> [TASK BRIEF] Below are records; work out how many of their lines contain "Score" and give only that number.

> [RECORDS FOR THIS TASK]
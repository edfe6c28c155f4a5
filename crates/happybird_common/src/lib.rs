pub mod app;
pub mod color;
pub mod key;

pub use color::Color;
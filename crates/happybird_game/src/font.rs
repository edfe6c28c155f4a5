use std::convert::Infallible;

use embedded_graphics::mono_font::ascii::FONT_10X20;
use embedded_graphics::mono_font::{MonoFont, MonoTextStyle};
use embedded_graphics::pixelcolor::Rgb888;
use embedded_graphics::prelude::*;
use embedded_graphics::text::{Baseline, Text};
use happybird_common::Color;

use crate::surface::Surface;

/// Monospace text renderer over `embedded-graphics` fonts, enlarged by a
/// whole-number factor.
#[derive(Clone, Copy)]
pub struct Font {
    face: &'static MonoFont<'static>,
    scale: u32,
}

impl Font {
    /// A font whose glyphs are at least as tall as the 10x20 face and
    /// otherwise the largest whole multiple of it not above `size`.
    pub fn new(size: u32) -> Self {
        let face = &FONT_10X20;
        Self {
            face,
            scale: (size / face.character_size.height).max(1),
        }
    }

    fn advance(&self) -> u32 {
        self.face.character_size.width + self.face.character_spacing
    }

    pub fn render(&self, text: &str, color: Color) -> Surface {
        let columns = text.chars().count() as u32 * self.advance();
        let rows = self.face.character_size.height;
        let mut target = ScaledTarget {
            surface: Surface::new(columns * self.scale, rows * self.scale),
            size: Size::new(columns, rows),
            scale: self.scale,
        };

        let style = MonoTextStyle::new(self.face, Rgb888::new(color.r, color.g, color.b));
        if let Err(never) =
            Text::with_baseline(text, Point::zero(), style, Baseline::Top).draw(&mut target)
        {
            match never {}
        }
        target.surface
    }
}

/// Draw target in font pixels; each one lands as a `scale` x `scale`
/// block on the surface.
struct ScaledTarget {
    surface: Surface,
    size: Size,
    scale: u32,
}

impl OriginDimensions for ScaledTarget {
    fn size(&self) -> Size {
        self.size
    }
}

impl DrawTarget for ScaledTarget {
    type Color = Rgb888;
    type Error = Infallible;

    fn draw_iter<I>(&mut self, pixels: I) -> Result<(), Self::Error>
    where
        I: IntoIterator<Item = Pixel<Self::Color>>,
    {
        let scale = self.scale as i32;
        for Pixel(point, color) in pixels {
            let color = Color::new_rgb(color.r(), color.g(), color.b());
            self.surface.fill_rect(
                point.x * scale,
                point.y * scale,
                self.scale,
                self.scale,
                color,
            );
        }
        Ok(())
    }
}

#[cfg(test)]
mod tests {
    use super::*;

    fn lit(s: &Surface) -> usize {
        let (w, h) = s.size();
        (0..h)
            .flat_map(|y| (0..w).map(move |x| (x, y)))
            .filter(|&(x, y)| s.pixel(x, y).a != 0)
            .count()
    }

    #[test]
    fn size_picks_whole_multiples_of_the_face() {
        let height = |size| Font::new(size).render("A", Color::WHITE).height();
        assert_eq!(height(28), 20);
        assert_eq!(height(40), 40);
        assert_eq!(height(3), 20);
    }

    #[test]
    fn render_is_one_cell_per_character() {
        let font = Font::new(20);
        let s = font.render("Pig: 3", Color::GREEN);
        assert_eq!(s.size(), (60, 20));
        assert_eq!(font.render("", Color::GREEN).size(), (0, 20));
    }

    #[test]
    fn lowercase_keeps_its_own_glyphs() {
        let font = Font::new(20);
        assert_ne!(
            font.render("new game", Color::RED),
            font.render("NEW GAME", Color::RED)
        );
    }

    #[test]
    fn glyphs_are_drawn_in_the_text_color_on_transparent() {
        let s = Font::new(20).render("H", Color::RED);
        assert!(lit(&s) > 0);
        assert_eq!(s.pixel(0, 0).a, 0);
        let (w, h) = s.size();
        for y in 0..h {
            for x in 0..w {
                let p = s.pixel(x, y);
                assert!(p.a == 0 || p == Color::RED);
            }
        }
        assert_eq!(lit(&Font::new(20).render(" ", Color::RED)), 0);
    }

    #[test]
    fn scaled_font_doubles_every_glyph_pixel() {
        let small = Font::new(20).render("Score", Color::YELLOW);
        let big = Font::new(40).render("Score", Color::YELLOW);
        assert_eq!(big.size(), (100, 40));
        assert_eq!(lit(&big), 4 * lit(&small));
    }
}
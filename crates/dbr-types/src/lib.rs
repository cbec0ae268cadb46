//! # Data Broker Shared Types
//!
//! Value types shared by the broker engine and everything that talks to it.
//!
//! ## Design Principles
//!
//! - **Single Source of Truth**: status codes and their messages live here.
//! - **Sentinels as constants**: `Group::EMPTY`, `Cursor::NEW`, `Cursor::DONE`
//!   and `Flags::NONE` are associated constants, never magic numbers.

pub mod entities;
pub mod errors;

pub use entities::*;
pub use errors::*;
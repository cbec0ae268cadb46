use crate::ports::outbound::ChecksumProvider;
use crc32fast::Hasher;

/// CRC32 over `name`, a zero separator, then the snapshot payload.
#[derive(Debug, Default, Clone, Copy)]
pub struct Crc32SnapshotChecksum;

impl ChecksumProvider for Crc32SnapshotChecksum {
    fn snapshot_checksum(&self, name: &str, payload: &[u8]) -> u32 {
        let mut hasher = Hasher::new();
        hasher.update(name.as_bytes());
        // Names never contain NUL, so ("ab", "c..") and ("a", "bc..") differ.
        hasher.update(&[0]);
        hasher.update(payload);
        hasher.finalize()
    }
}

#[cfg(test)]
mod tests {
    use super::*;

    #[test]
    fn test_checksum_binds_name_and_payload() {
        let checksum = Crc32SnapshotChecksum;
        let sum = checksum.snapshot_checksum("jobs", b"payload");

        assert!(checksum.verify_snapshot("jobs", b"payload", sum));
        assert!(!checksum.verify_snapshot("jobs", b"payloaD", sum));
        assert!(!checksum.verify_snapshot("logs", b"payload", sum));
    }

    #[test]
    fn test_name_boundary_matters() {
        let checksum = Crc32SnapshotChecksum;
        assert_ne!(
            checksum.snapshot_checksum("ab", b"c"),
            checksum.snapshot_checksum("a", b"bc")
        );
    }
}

> [ANSWER TO THIS EXERCISE] 2